SOURCE DATA:

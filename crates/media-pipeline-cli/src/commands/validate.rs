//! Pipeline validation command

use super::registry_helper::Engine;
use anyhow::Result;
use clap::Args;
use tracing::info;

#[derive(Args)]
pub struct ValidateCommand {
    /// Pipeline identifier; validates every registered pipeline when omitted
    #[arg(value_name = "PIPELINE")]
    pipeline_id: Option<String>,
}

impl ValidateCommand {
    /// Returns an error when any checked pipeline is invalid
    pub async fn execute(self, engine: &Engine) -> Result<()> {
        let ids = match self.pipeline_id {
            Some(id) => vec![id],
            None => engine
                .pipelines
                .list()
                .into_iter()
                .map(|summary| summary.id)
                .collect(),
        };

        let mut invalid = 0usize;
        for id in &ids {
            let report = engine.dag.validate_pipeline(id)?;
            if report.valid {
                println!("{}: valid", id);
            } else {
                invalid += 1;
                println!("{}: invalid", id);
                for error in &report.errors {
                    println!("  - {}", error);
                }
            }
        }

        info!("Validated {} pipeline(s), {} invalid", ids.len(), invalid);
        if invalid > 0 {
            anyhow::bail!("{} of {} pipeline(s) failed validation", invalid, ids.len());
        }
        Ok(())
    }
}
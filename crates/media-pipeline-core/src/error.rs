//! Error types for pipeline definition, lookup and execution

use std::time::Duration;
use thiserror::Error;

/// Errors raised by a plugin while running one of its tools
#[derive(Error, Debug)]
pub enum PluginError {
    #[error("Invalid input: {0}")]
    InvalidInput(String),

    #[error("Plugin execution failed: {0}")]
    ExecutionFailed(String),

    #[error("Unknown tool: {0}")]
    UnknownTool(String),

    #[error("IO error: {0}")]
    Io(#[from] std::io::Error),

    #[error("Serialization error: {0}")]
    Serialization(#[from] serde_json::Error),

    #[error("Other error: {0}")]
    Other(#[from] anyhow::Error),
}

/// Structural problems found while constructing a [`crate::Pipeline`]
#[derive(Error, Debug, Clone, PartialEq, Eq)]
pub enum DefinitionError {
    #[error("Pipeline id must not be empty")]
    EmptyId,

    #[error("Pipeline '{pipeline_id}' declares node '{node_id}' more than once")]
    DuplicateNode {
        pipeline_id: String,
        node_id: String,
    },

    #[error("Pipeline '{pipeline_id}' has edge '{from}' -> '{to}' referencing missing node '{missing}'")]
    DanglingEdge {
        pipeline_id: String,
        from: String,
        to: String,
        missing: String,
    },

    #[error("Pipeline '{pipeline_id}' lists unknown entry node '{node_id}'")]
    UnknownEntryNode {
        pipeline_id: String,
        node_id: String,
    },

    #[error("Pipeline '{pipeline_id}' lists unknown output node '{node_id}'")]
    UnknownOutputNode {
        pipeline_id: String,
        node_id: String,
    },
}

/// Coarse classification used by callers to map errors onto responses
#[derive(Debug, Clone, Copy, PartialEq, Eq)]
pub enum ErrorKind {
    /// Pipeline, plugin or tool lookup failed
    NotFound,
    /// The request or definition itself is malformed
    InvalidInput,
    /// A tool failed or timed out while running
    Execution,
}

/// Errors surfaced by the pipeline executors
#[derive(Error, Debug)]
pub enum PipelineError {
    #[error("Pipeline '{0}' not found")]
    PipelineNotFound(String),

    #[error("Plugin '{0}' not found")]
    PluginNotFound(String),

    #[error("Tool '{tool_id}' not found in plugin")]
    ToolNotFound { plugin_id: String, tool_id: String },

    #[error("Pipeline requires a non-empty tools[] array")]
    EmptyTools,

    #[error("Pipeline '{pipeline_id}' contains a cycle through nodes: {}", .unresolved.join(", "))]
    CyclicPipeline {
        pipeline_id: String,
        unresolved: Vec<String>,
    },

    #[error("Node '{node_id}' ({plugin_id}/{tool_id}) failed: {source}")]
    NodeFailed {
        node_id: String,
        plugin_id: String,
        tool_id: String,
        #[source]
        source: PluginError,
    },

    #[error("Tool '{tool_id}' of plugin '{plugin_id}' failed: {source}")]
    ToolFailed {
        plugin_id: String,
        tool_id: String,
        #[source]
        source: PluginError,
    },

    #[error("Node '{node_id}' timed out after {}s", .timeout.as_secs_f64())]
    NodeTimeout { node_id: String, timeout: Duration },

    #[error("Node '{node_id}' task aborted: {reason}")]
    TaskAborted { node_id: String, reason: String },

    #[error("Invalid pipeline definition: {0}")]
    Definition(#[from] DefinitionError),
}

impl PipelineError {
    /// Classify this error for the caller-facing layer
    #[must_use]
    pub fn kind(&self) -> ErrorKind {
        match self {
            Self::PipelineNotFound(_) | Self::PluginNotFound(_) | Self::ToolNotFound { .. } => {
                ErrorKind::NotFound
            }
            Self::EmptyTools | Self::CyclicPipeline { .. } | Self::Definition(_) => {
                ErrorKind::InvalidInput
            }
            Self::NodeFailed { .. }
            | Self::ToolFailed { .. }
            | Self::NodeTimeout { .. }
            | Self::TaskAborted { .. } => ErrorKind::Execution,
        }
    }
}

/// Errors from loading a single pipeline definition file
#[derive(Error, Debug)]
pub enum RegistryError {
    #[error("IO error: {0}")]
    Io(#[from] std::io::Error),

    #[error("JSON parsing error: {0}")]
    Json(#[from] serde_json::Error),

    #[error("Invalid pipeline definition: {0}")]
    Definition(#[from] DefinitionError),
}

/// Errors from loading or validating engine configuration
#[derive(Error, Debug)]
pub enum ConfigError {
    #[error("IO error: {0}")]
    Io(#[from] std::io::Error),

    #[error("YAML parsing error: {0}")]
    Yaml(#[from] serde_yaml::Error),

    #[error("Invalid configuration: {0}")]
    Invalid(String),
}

TASK TO COMPLETE:
All the records above need to be transcribed exactly and in full.

ANSWER TO THIS TASK:
filename crates/media-pipeline-cli/src/commands/validate.rs
//! Pipeline validation command

use super::registry_helper::Engine;
use anyhow::Result;
use clap::Args;
use tracing::info;

#[derive(Args)]
pub struct ValidateCommand {
    /// Pipeline identifier; validates every registered pipeline when omitted
    #[arg(value_name = "PIPELINE")]
    pipeline_id: Option<String>,
}

impl ValidateCommand {
    /// Returns an error when any checked pipeline is invalid
    pub async fn execute(self, engine: &Engine) -> Result<()> {
        let ids = match self.pipeline_id {
            Some(id) => vec![id],
            None => engine
                .pipelines
                .list()
                .into_iter()
                .map(|summary| summary.id)
                .collect(),
        };

        let mut invalid = 0usize;
        for id in &ids {
            let report = engine.dag.validate_pipeline(id)?;
            if report.valid {
                println!("{}: valid", id);
            } else {
                invalid += 1;
                println!("{}: invalid", id);
                for error in &report.errors {
                    println!("  - {}", error);
                }
            }
        }

        info!("Validated {} pipeline(s), {} invalid", ids.len(), invalid);
        if invalid > 0 {
            anyhow::bail!("{} of {} pipeline(s) failed validation", invalid, ids.len());
        }
        Ok(())
    }
}
filename crates/media-pipeline-core/src/error.rs
//! Error types for pipeline definition, lookup and execution

use std::time::Duration;
use thiserror::Error;

/// Errors raised by a plugin while running one of its tools
#[derive(Error, Debug)]
pub enum PluginError {
    #[error("Invalid input: {0}")]
    InvalidInput(String),

    #[error("Plugin execution failed: {0}")]
    ExecutionFailed(String),

    #[error("Unknown tool: {0}")]
    UnknownTool(String),

    #[error("IO error: {0}")]
    Io(#[from] std::io::Error),

    #[error("Serialization error: {0}")]
    Serialization(#[from] serde_json::Error),

    #[error("Other error: {0}")]
    Other(#[from] anyhow::Error),
}

/// Structural problems found while constructing a [`crate::Pipeline`]
#[derive(Error, Debug, Clone, PartialEq, Eq)]
pub enum DefinitionError {
    #[error("Pipeline id must not be empty")]
    EmptyId,

    #[error("Pipeline '{pipeline_id}' declares node '{node_id}' more than once")]
    DuplicateNode {
        pipeline_id: String,
        node_id: String,
    },

    #[error("Pipeline '{pipeline_id}' has edge '{from}' -> '{to}' referencing missing node '{missing}'")]
    DanglingEdge {
        pipeline_id: String,
        from: String,
        to: String,
        missing: String,
    },

    #[error("Pipeline '{pipeline_id}' lists unknown entry node '{node_id}'")]
    UnknownEntryNode {
        pipeline_id: String,
        node_id: String,
    },

    #[error("Pipeline '{pipeline_id}' lists unknown output node '{node_id}'")]
    UnknownOutputNode {
        pipeline_id: String,
        node_id: String,
    },
}

/// Coarse classification used by callers to map errors onto responses
#[derive(Debug, Clone, Copy, PartialEq, Eq)]
pub enum ErrorKind {
    /// Pipeline, plugin or tool lookup failed
    NotFound,
    /// The request or definition itself is malformed
    InvalidInput,
    /// A tool failed or timed out while running
    Execution,
}

/// Errors surfaced by the pipeline executors
#[derive(Error, Debug)]
pub enum PipelineError {
    #[error("Pipeline '{0}' not found")]
    PipelineNotFound(String),

    #[error("Plugin '{0}' not found")]
    PluginNotFound(String),

    #[error("Tool '{tool_id}' not found in plugin")]
    ToolNotFound { plugin_id: String, tool_id: String },

    #[error("Pipeline requires a non-empty tools[] array")]
    EmptyTools,

    #[error("Pipeline '{pipeline_id}' contains a cycle through nodes: {}", .unresolved.join(", "))]
    CyclicPipeline {
        pipeline_id: String,
        unresolved: Vec<String>,
    },

    #[error("Node '{node_id}' ({plugin_id}/{tool_id}) failed: {source}")]
    NodeFailed {
        node_id: String,
        plugin_id: String,
        tool_id: String,
        #[source]
        source: PluginError,
    },

    #[error("Tool '{tool_id}' of plugin '{plugin_id}' failed: {source}")]
    ToolFailed {
        plugin_id: String,
        tool_id: String,
        #[source]
        source: PluginError,
    },

    #[error("Node '{node_id}' timed out after {}s", .timeout.as_secs_f64())]
    NodeTimeout { node_id: String, timeout: Duration },

    #[error("Node '{node_id}' task aborted: {reason}")]
    TaskAborted { node_id: String, reason: String },

    #[error("Invalid pipeline definition: {0}")]
    Definition(#[from] DefinitionError),
}

impl PipelineError {
    /// Classify this error for the caller-facing layer
    #[must_use]
    pub fn kind(&self) -> ErrorKind {
        match self {
            Self::PipelineNotFound(_) | Self::PluginNotFound(_) | Self::ToolNotFound { .. } => {
                ErrorKind::NotFound
            }
            Self::EmptyTools | Self::CyclicPipeline { .. } | Self::Definition(_) => {
                ErrorKind::InvalidInput
            }
            Self::NodeFailed { .. }
            | Self::ToolFailed { .. }
            | Self::NodeTimeout { .. }
            | Self::TaskAborted { .. } => ErrorKind::Execution,
        }
    }
}

/// Errors from loading a single pipeline definition file
#[derive(Error, Debug)]
pub enum RegistryError {
    #[error("IO error: {0}")]
    Io(#[from] std::io::Error),

    #[error("JSON parsing error: {0}")]
    Json(#[from] serde_json::Error),

    #[error("Invalid pipeline definition: {0}")]
    Definition(#[from] DefinitionError),
}

/// Errors from loading or validating engine configuration
#[derive(Error, Debug)]
pub enum ConfigError {
    #[error("IO error: {0}")]
    Io(#[from] std::io::Error),

    #[error("YAML parsing error: {0}")]
    Yaml(#[from] serde_yaml::Error),

    #[error("Invalid configuration: {0}")]
    Invalid(String),
}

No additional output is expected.